The Dark Herald Recommends: Time Crimes (Los cronocrímenes)
This 2007 Spanish movie is proof that you don’t need a big budget to make a good film. It’s really more of a thriller than science fiction, although there are a few sci-fi concepts regarding time travel and paradoxes. It’s nothing you aren’t already familiar with if you’ve read Heinlein’s All You Zombies.
Hector and his wife live in the Spanish countryside. One day Hector is scanning the forrest surrounding their house and sees young, beautiful blonde girl. Since he was appreciating natural beauty anyway, he continues to look for a little more. Out of blue the girl peels off her tee-shirt and she isn’t wearing a bra. Hector is both aroused and embarrassed, after all he hadn’t meant to be a peeper.
His wife announces she’s going shopping, he gives her a standard, “Yes, dear” kind of reply. He has a brief struggle with his conscious and decides to have another look at the blonde girl. When he sees her this time she is lying naked on the ground and appears to be injured.

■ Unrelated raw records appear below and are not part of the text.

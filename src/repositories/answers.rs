use sqlx::types::Json;
use time::PrimitiveDateTime;
use uuid::Uuid;

use crate::db::models::Answer;
use crate::db::types::AttemptStatus;

pub(crate) const COLUMNS: &str = "\
    id, attempt_id, question_id, option_id, selected_option_ids, text_answer, \
    is_correct, points_earned, created_at, updated_at";

pub(crate) struct UpsertAnswer<'a> {
    pub(crate) id: Uuid,
    pub(crate) attempt_id: Uuid,
    pub(crate) question_id: Uuid,
    pub(crate) option_id: Option<Uuid>,
    pub(crate) selected_option_ids: &'a [Uuid],
    pub(crate) text_answer: Option<&'a str>,
    pub(crate) is_correct: bool,
    pub(crate) points_earned: f64,
    pub(crate) now: PrimitiveDateTime,
}

/// Last write wins per (attempt, question). The share lock on the attempt row makes a
/// concurrent finalize wait for this write, and no row is written once the attempt left
/// IN_PROGRESS.
pub(crate) async fn upsert(
    executor: impl sqlx::PgExecutor<'_>,
    answer: UpsertAnswer<'_>,
) -> Result<Option<Answer>, sqlx::Error> {
    sqlx::query_as::<_, Answer>(&format!(
        "WITH live AS (
            SELECT id FROM attempts WHERE id = $2 AND status = $10 FOR SHARE
         )
         INSERT INTO answers (
            id, attempt_id, question_id, option_id, selected_option_ids, text_answer,
            is_correct, points_earned, created_at, updated_at
         )
         SELECT $1, live.id, $3, $4, $5, $6, $7, $8, $9, $9 FROM live
         ON CONFLICT (attempt_id, question_id) DO UPDATE SET
            option_id = EXCLUDED.option_id,
            selected_option_ids = EXCLUDED.selected_option_ids,
            text_answer = EXCLUDED.text_answer,
            is_correct = EXCLUDED.is_correct,
            points_earned = EXCLUDED.points_earned,
            updated_at = EXCLUDED.updated_at
         RETURNING {COLUMNS}"
    ))
    .bind(answer.id)
    .bind(answer.attempt_id)
    .bind(answer.question_id)
    .bind(answer.option_id)
    .bind(Json(answer.selected_option_ids.to_vec()))
    .bind(answer.text_answer)
    .bind(answer.is_correct)
    .bind(answer.points_earned)
    .bind(answer.now)
    .bind(AttemptStatus::InProgress)
    .fetch_optional(executor)
    .await
}

pub(crate) async fn list_by_attempt(
    executor: impl sqlx::PgExecutor<'_>,
    attempt_id: Uuid,
) -> Result<Vec<Answer>, sqlx::Error> {
    sqlx::query_as::<_, Answer>(&format!(
        "SELECT {COLUMNS} FROM answers WHERE attempt_id = $1 ORDER BY created_at, id"
    ))
    .bind(attempt_id)
    .fetch_all(executor)
    .await
}
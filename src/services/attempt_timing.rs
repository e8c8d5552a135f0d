use time::{Duration, PrimitiveDateTime};

use crate::core::time::seconds_between;
use crate::db::models::Test;

/// Seconds since the attempt started. A start in the future counts as zero.
pub(crate) fn elapsed_seconds(started_at: PrimitiveDateTime, now: PrimitiveDateTime) -> i64 {
    seconds_between(started_at, now).max(0)
}

pub(crate) fn allotted_seconds(duration_minutes: i32) -> i64 {
    i64::from(duration_minutes.max(0)) * 60
}

pub(crate) fn remaining_seconds(
    started_at: PrimitiveDateTime,
    duration_minutes: i32,
    now: PrimitiveDateTime,
) -> i64 {
    (allotted_seconds(duration_minutes) - elapsed_seconds(started_at, now)).max(0)
}

/// Elapsed time clamped to the allotted duration, as stored on a finished attempt.
pub(crate) fn time_spent_seconds(
    started_at: PrimitiveDateTime,
    duration_minutes: i32,
    now: PrimitiveDateTime,
) -> i32 {
    let clamped = elapsed_seconds(started_at, now).min(allotted_seconds(duration_minutes));
    i32::try_from(clamped).unwrap_or(i32::MAX)
}

pub(crate) fn deadline(started_at: PrimitiveDateTime, duration_minutes: i32) -> PrimitiveDateTime {
    started_at + Duration::minutes(i64::from(duration_minutes.max(0)))
}

/// A client-side timer expiry is honoured when the server agrees within `tolerance_seconds`.
pub(crate) fn timer_expiry_accepted(remaining_seconds: i64, tolerance_seconds: i64) -> bool {
    remaining_seconds <= tolerance_seconds.max(0)
}

pub(crate) fn availability_error(test: &Test, now: PrimitiveDateTime) -> Option<&'static str> {
    if !test.is_published {
        return Some("Test is not published");
    }
    if test.available_from.is_some_and(|from| now < from) {
        return Some("Test is not yet available");
    }
    if test.available_until.is_some_and(|until| now > until) {
        return Some("Test is no longer available");
    }
    None
}

#[cfg(test)]
mod tests {
    use super::*;
    use crate::test_support::{fixed_time, single_choice_test};

    #[test]
    fn remaining_counts_down_from_duration() {
        let start = fixed_time();

        assert_eq!(remaining_seconds(start, 30, start), 1800);
        assert_eq!(remaining_seconds(start, 30, start + Duration::seconds(90)), 1710);
        assert_eq!(remaining_seconds(start, 30, start + Duration::minutes(45)), 0);
    }

    #[test]
    fn clock_skew_before_start_is_clamped() {
        let start = fixed_time();
        let earlier = start - Duration::seconds(20);

        assert_eq!(elapsed_seconds(start, earlier), 0);
        assert_eq!(remaining_seconds(start, 10, earlier), 600);
    }

    #[test]
    fn time_spent_is_clamped_to_duration() {
        let start = fixed_time();
        let ten_hours_later = start + Duration::hours(10);

        assert_eq!(time_spent_seconds(start, 30, ten_hours_later), 1800);
        assert_eq!(time_spent_seconds(start, 30, start + Duration::seconds(75)), 75);
    }

    #[test]
    fn deadline_adds_duration() {
        let start = fixed_time();
        assert_eq!(deadline(start, 20), start + Duration::minutes(20));
    }

    #[test]
    fn timer_expiry_respects_tolerance() {
        assert!(timer_expiry_accepted(0, 5));
        assert!(timer_expiry_accepted(5, 5));
        assert!(!timer_expiry_accepted(6, 5));
        assert!(!timer_expiry_accepted(1, -3));
    }

    #[test]
    fn availability_window_is_enforced() {
        let now = fixed_time();
        let mut definition = single_choice_test(20, 1, 1);
        assert_eq!(availability_error(&definition.test, now), None);

        definition.test.available_from = Some(now + Duration::hours(1));
        assert_eq!(availability_error(&definition.test, now), Some("Test is not yet available"));

        definition.test.available_from = None;
        definition.test.available_until = Some(now - Duration::seconds(1));
        assert_eq!(
            availability_error(&definition.test, now),
            Some("Test is no longer available")
        );

        definition.test.available_until = None;
        definition.test.is_published = false;
        assert_eq!(availability_error(&definition.test, now), Some("Test is not published"));
    }
}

Hector sets out to help the girl but he is suddenly stabbed from behind by a man wearing bloodied bandages around his head. Hector runs for it, goes inside the house next door and slams the door shut. A walkie talkie chirps up and calls Hector over. It instructs him to go down to the lab. He eventually complies. Then the guy on the Walkie Talkie orders him to hide in a machine and exclaims, “It’s your only chance!”
When he leaves the machine is he is informed by the scientist that the thing he was hiding in is a time machine and he has traveled back in time one hour. He informs Hector that he is now Hector 2.
That’s all the plot you’re getting. Since the Darklings are familiar with time travel stories you’ve already guessed some of what will happen next but I doubt if you will figure out everything.
This is a movie that benefitted from it’s modest budget. Time Crimes is more horror than anything else and that genre always benefits most strongly from a sense of familiarity and intimacy. Hector and his wife remind you of somebody’s uncle and aunt. They aren’t good looking or at least not anymore but they are comfortable together and you draw comfort from that. Consequently, you feel sympathy for Hector when he tries to do the right thing and is suddenly in peril for his life from that.
You can also understand how he mostly just wants to get back to comfortable life as fast as possible but the more he tries to reach that simple goal the further out of reach it becomes. The horror is raw and real, in this setting where all the action takes place within 200 square yards.
Where to watch: Currently free on Tubi, Amazon Prime, Philo, Plex, Sling, Crackle, and Xumo (Xumo?) with commercials.